The total direct costs per patient over 12 months were a mean of $20,670 in the AF group and $11,965 in the control group, a net incremental cost of $8705 per patient. The principal cause of this cost difference was inpatient services. One of the most important findings is that of the increment in inpatient costs, other cardiovascular diagnoses, excluding AF and non-cardiovascular diagnoses make up 90% of the inpatient hospital costs for patients with AF. Over one year, 37.5% of AF patients compared to 17.5% of patients were hospitalized for any cause and 2.1% compared to 0.1% died during hospitalization. AF patients were 4 times more likely to undergo cardiovascular hospitalizations compared to control patients. Three times as many AF patients as control subjects had multiple hospitalizations. Outpatient medical costs were higher in AF patients compared to the matched controls ($9225 versus $5629), but surprisingly not outpatient medical costs ($3605 versus $3714). Costs were higher among patients younger than 65 years, particularly among men.

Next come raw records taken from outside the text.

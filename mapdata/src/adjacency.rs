use std::collections::{BTreeMap, BTreeSet};

use serde::{Deserialize, Serialize};

/// Graph of which provinces share a boundary.
///
/// Untraversable provinces are left out entirely: they are never keys and
/// never appear in another province's neighbor set. Ordered maps keep
/// iteration deterministic.
#[derive(Debug, Clone, Default, Serialize, Deserialize)]
pub struct AdjacencyGraph {
    adjacencies: BTreeMap<String, BTreeSet<String>>,
}

impl AdjacencyGraph {
    /// Create a new empty adjacency graph.
    pub fn new() -> Self {
        Self::default()
    }

    /// Register a province together with its resolved neighbor set.
    pub(crate) fn insert_neighbors(&mut self, id: &str, neighbors: BTreeSet<String>) {
        self.adjacencies.insert(id.to_string(), neighbors);
    }

    /// All neighbors of a province, empty for ids the graph does not track.
    pub fn neighbors(&self, id: &str) -> BTreeSet<String> {
        self.adjacencies.get(id).cloned().unwrap_or_default()
    }

    /// Check if two provinces share a boundary.
    pub fn are_adjacent(&self, a: &str, b: &str) -> bool {
        self.adjacencies.get(a).is_some_and(|set| set.contains(b))
    }

    pub fn contains(&self, id: &str) -> bool {
        self.adjacencies.contains_key(id)
    }

    /// Total number of provinces in the graph.
    pub fn province_count(&self) -> usize {
        self.adjacencies.len()
    }

    /// Whether any neighbor set anywhere references this id.
    pub fn is_referenced(&self, id: &str) -> bool {
        self.adjacencies.values().any(|set| set.contains(id))
    }
}
//! Capacity limits for the foreign-call binding layer.
//!
//! These constants size the fixed tables on the consumer side: any callback
//! registry built against this configuration must hold at least
//! [`MAX_CALLBACK`] entries covering [`CALLBACK_TYPES`] distinct signatures.

use std::num::NonZeroUsize;

/// Upper bound on foreign-call argument counts. Zero is the unbounded
/// sentinel; use [`max_args`] to read the resolved form.
pub const MAX_ARG: usize = 0;

/// Maximum number of registrable native callbacks.
pub const MAX_CALLBACK: usize = 10;

/// Number of distinct callback type signatures the binding layer supports.
pub const CALLBACK_TYPES: usize = 8;

/// Resolved argument limit. `None` means the argument count is unbounded.
#[must_use]
pub fn max_args() -> Option<NonZeroUsize> {
    NonZeroUsize::new(MAX_ARG)
}

/// Minimum capacity for a consumer-side callback table.
#[must_use]
pub const fn callback_capacity() -> usize {
    MAX_CALLBACK
}

/// Number of distinct callback signatures a consumer must dispatch on.
#[must_use]
pub const fn callback_signature_count() -> usize {
    CALLBACK_TYPES
}

#[cfg(test)]
mod tests {
    use super::*;

    #[test]
    fn limits_hold_fixed_values() {
        assert_eq!(MAX_CALLBACK, 10);
        assert_eq!(CALLBACK_TYPES, 8);
        assert_eq!(callback_capacity(), MAX_CALLBACK);
        assert_eq!(callback_signature_count(), CALLBACK_TYPES);
    }

    #[test]
    fn zero_max_arg_resolves_to_unbounded() {
        assert_eq!(MAX_ARG, 0);
        assert!(max_args().is_none(), "zero is the unbounded sentinel");
    }
}
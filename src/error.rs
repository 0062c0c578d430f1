use std::error::Error as StdError;
use std::fmt;
use std::io;

use crate::cli::CliError;
use crate::marshal::MarshalTypeError;

/// Unified error type for the configuration tool.
#[derive(Debug)]
pub enum Error {
    Io(io::Error),
    Encode(serde_json::Error),
    Cli(CliError),
    Type(MarshalTypeError),
}

/// Convenience result alias used across the crate.
pub type Result<T> = std::result::Result<T, Error>;

impl fmt::Display for Error {
    fn fmt(&self, f: &mut fmt::Formatter<'_>) -> fmt::Result {
        match self {
            Error::Io(err) => write!(f, "I/O error: {err}"),
            Error::Encode(err) => write!(f, "failed to encode capability report: {err}"),
            Error::Cli(err) => write!(f, "{err}"),
            Error::Type(err) => write!(f, "{err}"),
        }
    }
}

impl StdError for Error {
    fn source(&self) -> Option<&(dyn StdError + 'static)> {
        match self {
            Error::Io(err) => Some(err),
            Error::Encode(err) => Some(err),
            Error::Cli(err) => Some(err),
            Error::Type(err) => Some(err),
        }
    }
}

impl From<io::Error> for Error {
    fn from(error: io::Error) -> Self {
        Error::Io(error)
    }
}

impl From<serde_json::Error> for Error {
    fn from(error: serde_json::Error) -> Self {
        Error::Encode(error)
    }
}

impl From<CliError> for Error {
    fn from(error: CliError) -> Self {
        Error::Cli(error)
    }
}

impl From<MarshalTypeError> for Error {
    fn from(error: MarshalTypeError) -> Self {
        Error::Type(error)
    }
}

#[cfg(test)]
mod tests {
    use super::*;
    use crate::marshal::MarshalType;

    #[test]
    fn display_formats_variants() {
        let io_error = Error::from(io::Error::other("disk error"));
        assert_eq!(io_error.to_string(), "I/O error: disk error");

        let cli_error = Error::from(CliError::new("bad args"));
        assert_eq!(cli_error.to_string(), "bad args");

        let type_error = match MarshalType::parse("int128") {
            Ok(ty) => panic!("expected parse failure, parsed {ty:?}"),
            Err(err) => Error::from(err),
        };
        assert!(type_error.to_string().contains("unsupported type"));
    }

    #[test]
    fn source_exposes_wrapped_errors() {
        let io_error = Error::from(io::Error::other("boom"));
        let source = match io_error.source() {
            Some(source) => source,
            None => panic!("io variant should carry a source"),
        };
        assert!(source.downcast_ref::<io::Error>().is_some());

        let cli_error = Error::from(CliError::new("oops"));
        assert!(cli_error.source().is_some());
    }
}
//! Primitive type marshalling flags.
//!
//! One flag per C primitive the binding layer can marshal. Each flag is a
//! cargo feature resolved at compile time; an absent flag means the type is
//! unsupported for marshalling on this platform and consumers must not
//! generate a code path for it.

use serde::{Deserialize, Serialize};
use std::fmt;
use std::mem;
use std::os::raw::{c_char, c_double, c_float, c_long, c_short};

/// Primitive types the marshalling layer may support.
#[derive(Debug, Clone, Copy, PartialEq, Eq, Hash, Serialize, Deserialize)]
#[serde(rename_all = "kebab-case")]
pub enum MarshalType {
    Char,
    Short,
    Long,
    Double,
    Float,
}

impl MarshalType {
    /// Every flag the configuration knows about, in canonical order.
    pub const ALL: [MarshalType; 5] = [
        MarshalType::Char,
        MarshalType::Short,
        MarshalType::Long,
        MarshalType::Double,
        MarshalType::Float,
    ];

    /// Parse a C type name (case-insensitive).
    ///
    /// # Errors
    /// Returns [`MarshalTypeError::Empty`] when `spec` is blank, or
    /// [`MarshalTypeError::Unsupported`] when the name is unknown.
    pub fn parse(spec: &str) -> Result<Self, MarshalTypeError> {
        let trimmed = spec.trim();
        if trimmed.is_empty() {
            return Err(MarshalTypeError::Empty);
        }
        match trimmed.to_ascii_lowercase().as_str() {
            "char" => Ok(MarshalType::Char),
            "short" => Ok(MarshalType::Short),
            "long" => Ok(MarshalType::Long),
            "double" => Ok(MarshalType::Double),
            "float" => Ok(MarshalType::Float),
            other => Err(MarshalTypeError::Unsupported(other.to_string())),
        }
    }

    /// The C type this flag corresponds to.
    #[must_use]
    pub const fn c_type(self) -> &'static str {
        match self {
            MarshalType::Char => "char",
            MarshalType::Short => "short",
            MarshalType::Long => "long",
            MarshalType::Double => "double",
            MarshalType::Float => "float",
        }
    }

    /// Host size of the corresponding C type in bytes.
    #[must_use]
    pub const fn c_size(self) -> usize {
        match self {
            MarshalType::Char => mem::size_of::<c_char>(),
            MarshalType::Short => mem::size_of::<c_short>(),
            MarshalType::Long => mem::size_of::<c_long>(),
            MarshalType::Double => mem::size_of::<c_double>(),
            MarshalType::Float => mem::size_of::<c_float>(),
        }
    }

    /// Preprocessor symbol emitted for this flag in the C header rendition.
    #[must_use]
    pub const fn define_symbol(self) -> &'static str {
        match self {
            MarshalType::Char => "WITH_TYPE_CHAR",
            MarshalType::Short => "WITH_TYPE_SHORT",
            MarshalType::Long => "WITH_TYPE_LONG",
            MarshalType::Double => "WITH_TYPE_DOUBLE",
            MarshalType::Float => "WITH_TYPE_FLOAT",
        }
    }

    /// Whether marshalling support for this type is compiled in.
    #[must_use]
    pub const fn is_enabled(self) -> bool {
        match self {
            MarshalType::Char => cfg!(feature = "type-char"),
            MarshalType::Short => cfg!(feature = "type-short"),
            MarshalType::Long => cfg!(feature = "type-long"),
            MarshalType::Double => cfg!(feature = "type-double"),
            MarshalType::Float => cfg!(feature = "type-float"),
        }
    }
}

impl fmt::Display for MarshalType {
    fn fmt(&self, f: &mut fmt::Formatter<'_>) -> fmt::Result {
        f.write_str(self.c_type())
    }
}

/// The marshalling types compiled into this build, in canonical order.
#[must_use]
pub fn enabled_types() -> Vec<MarshalType> {
    MarshalType::ALL
        .iter()
        .copied()
        .filter(|ty| ty.is_enabled())
        .collect()
}

/// Errors raised when parsing a marshalling type name.
#[derive(Debug, Clone)]
pub enum MarshalTypeError {
    Empty,
    Unsupported(String),
}

impl fmt::Display for MarshalTypeError {
    fn fmt(&self, f: &mut fmt::Formatter<'_>) -> fmt::Result {
        match self {
            MarshalTypeError::Empty => write!(f, "type name must not be empty"),
            MarshalTypeError::Unsupported(name) => write!(
                f,
                "unsupported type '{name}'; expected one of char, short, long, double, float"
            ),
        }
    }
}

impl std::error::Error for MarshalTypeError {}

#[cfg(test)]
mod tests {
    use super::*;

    fn parse_name(name: &str) -> MarshalType {
        match MarshalType::parse(name) {
            Ok(ty) => ty,
            Err(err) => panic!("`{name}` should parse: {err}"),
        }
    }

    #[test]
    fn parses_canonical_names() {
        for ty in MarshalType::ALL {
            assert_eq!(parse_name(ty.c_type()), ty);
        }
        assert_eq!(parse_name("  DOUBLE "), MarshalType::Double);
    }

    #[test]
    fn rejects_unknown_and_empty_names() {
        match MarshalType::parse("int") {
            Ok(ty) => panic!("expected unsupported type, parsed {ty:?}"),
            Err(MarshalTypeError::Unsupported(_)) => {}
            Err(err) => panic!("unexpected parse error: {err}"),
        }
        assert!(matches!(
            MarshalType::parse("   "),
            Err(MarshalTypeError::Empty)
        ));
    }

    #[test]
    fn enabled_flags_map_to_real_c_types() {
        // An enabled flag must correspond to a type the marshalling code can
        // actually size on this host.
        for ty in enabled_types() {
            assert!(!ty.c_type().is_empty());
            assert!(ty.c_size() > 0, "{ty} must have a host size");
        }
    }

    #[test]
    fn enabled_types_preserve_canonical_order() {
        let enabled = enabled_types();
        let mut last_index = 0;
        for ty in &enabled {
            let index = MarshalType::ALL
                .iter()
                .position(|candidate| candidate == ty)
                .unwrap_or(usize::MAX);
            assert!(index >= last_index, "order must follow MarshalType::ALL");
            last_index = index;
        }
    }

    #[cfg(feature = "type-float")]
    #[test]
    fn float_flag_is_compiled_in() {
        assert!(MarshalType::Float.is_enabled());
        assert!(enabled_types().contains(&MarshalType::Float));
    }
}
//! Build-time metadata helpers used by the CLI.

/// Short git hash determined at compile time when available.
#[must_use]
pub fn commit_hash() -> &'static str {
    option_env!("DLCONFIG_GIT_HASH").unwrap_or("unknown")
}

/// Cargo build profile associated with the binary.
#[must_use]
pub fn build_profile() -> &'static str {
    option_env!("DLCONFIG_BUILD_PROFILE").unwrap_or("unknown")
}

/// Target triple the binary was built for.
#[must_use]
pub fn build_target() -> &'static str {
    option_env!("DLCONFIG_BUILD_TARGET").unwrap_or("unknown")
}

/// Unix timestamp (seconds since epoch) recorded at build time.
#[must_use]
pub fn build_timestamp() -> &'static str {
    option_env!("DLCONFIG_BUILD_UNIX").unwrap_or("unknown")
}

/// Render the `--version` line.
#[must_use]
pub fn render() -> String {
    format!(
        "dlconfig {} ({} {} {})",
        env!("CARGO_PKG_VERSION"),
        commit_hash(),
        build_profile(),
        build_target(),
    )
}
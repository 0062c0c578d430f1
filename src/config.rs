//! Aggregated capability snapshot for the binding layer.

use once_cell::sync::Lazy;
use serde::{Deserialize, Serialize};
use std::fmt;
use std::num::NonZeroUsize;

use crate::limits;
use crate::marshal::{self, MarshalType};
use crate::passing::ArgPassing;
use crate::platform;

/// Everything a binding generator needs to know about this build, in one
/// serialisable value. Fixed at build time; never mutated.
#[derive(Debug, Clone, PartialEq, Eq, Serialize, Deserialize)]
#[serde(rename_all = "kebab-case")]
pub struct BindConfig {
    pub max_arg: usize,
    pub max_callback: usize,
    pub callback_types: usize,
    pub passing: ArgPassing,
    pub types: Vec<MarshalType>,
    pub windows_headers: bool,
    pub os: String,
    pub arch: String,
}

static CURRENT: Lazy<BindConfig> = Lazy::new(|| {
    let config = BindConfig::snapshot();
    tracing::debug!(
        passing = %config.passing,
        types = config.types.len(),
        windows_headers = config.windows_headers,
        "resolved binding configuration"
    );
    config
});

impl BindConfig {
    /// The process-wide configuration, computed once on first use.
    #[must_use]
    pub fn current() -> &'static BindConfig {
        &CURRENT
    }

    /// Resolved argument limit; `None` means unbounded.
    #[must_use]
    pub fn max_args(&self) -> Option<NonZeroUsize> {
        NonZeroUsize::new(self.max_arg)
    }

    fn snapshot() -> Self {
        Self {
            max_arg: limits::MAX_ARG,
            max_callback: limits::MAX_CALLBACK,
            callback_types: limits::CALLBACK_TYPES,
            passing: ArgPassing::active(),
            types: marshal::enabled_types(),
            windows_headers: platform::windows_headers(),
            os: platform::host_os().to_string(),
            arch: platform::host_arch().to_string(),
        }
    }
}

impl fmt::Display for BindConfig {
    fn fmt(&self, f: &mut fmt::Formatter<'_>) -> fmt::Result {
        let max_arg = match self.max_args() {
            Some(limit) => limit.to_string(),
            None => "unbounded".to_string(),
        };
        let types: Vec<&str> = self.types.iter().map(|ty| ty.c_type()).collect();
        write!(
            f,
            "args={max_arg} callbacks={} signatures={} passing={} types=[{}] windows-headers={} ({}/{})",
            self.max_callback,
            self.callback_types,
            self.passing,
            types.join(", "),
            self.windows_headers,
            self.os,
            self.arch,
        )
    }
}

#[cfg(test)]
mod tests {
    use super::*;

    #[test]
    fn current_reflects_compiled_limits() {
        let config = BindConfig::current();
        assert_eq!(config.max_callback, 10);
        assert_eq!(config.callback_types, 8);
        assert_eq!(config.max_arg, limits::MAX_ARG);
        assert!(config.max_args().is_none());
    }

    #[test]
    fn current_is_stable_across_calls() {
        let first = BindConfig::current();
        let second = BindConfig::current();
        assert!(std::ptr::eq(first, second));
    }

    #[test]
    fn snapshot_matches_module_surface() {
        let config = BindConfig::snapshot();
        assert_eq!(config.passing, ArgPassing::active());
        assert_eq!(config.types, marshal::enabled_types());
        assert_eq!(config.windows_headers, platform::windows_headers());
    }

    #[test]
    fn json_round_trips() {
        let config = BindConfig::current();
        let encoded = match serde_json::to_string(config) {
            Ok(text) => text,
            Err(err) => panic!("encode should succeed: {err}"),
        };
        let decoded: BindConfig = match serde_json::from_str(&encoded) {
            Ok(value) => value,
            Err(err) => panic!("decode should succeed: {err}"),
        };
        assert_eq!(&decoded, config);
    }

    #[test]
    fn display_summarises_the_surface() {
        let text = BindConfig::current().to_string();
        assert!(text.contains("callbacks=10"));
        assert!(text.contains("signatures=8"));
        assert!(text.contains("args=unbounded"));
    }
}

The national incremental cost of AF was calculated by extrapolating the above findings to an estimated 3.5 million cases of AF in 2010 based on US Census Bureau projections of the age and sex distribution of the US population to be an incremental cost of $26 billion over 12 months. This breaks out to incremental costs due to AF: $6 billion, other cardiovascular costs: $9.9 billion; non-cardiovascular costs: $10.1 billion). Cardiovascular costs were based on AF as the primary diagnosis and may be underestimates.
One limitation of this study is that it does not allow us to analyze in detail the components of the cardiovascular (heart failure) and other costs (stroke, under or over anticoagulation with warfarin).
AF is responsible for an incremental cost to the United States health care system of between $6 and $26 billion. This may be an underestimate as it only includes costs due to patients with AF identified as a primary diagnosis. The other interesting observation is the striking decrease in the incremental cost of AF treatment in the elderly. It is interesting to speculate that this may reflect a lower degree of symptom burden and a greater reliance on rate control. Another observation made was the lack of variation in the incremental cost of AF treatment for women over the age range studied. One potential interpretation of this finding is that women with AF receive a more conservative management approach. In summary, it appears that therapies that decrease inpatient costs in patients with AF and decrease cost of care while improving outcomes and quality of life are much needed for this disease.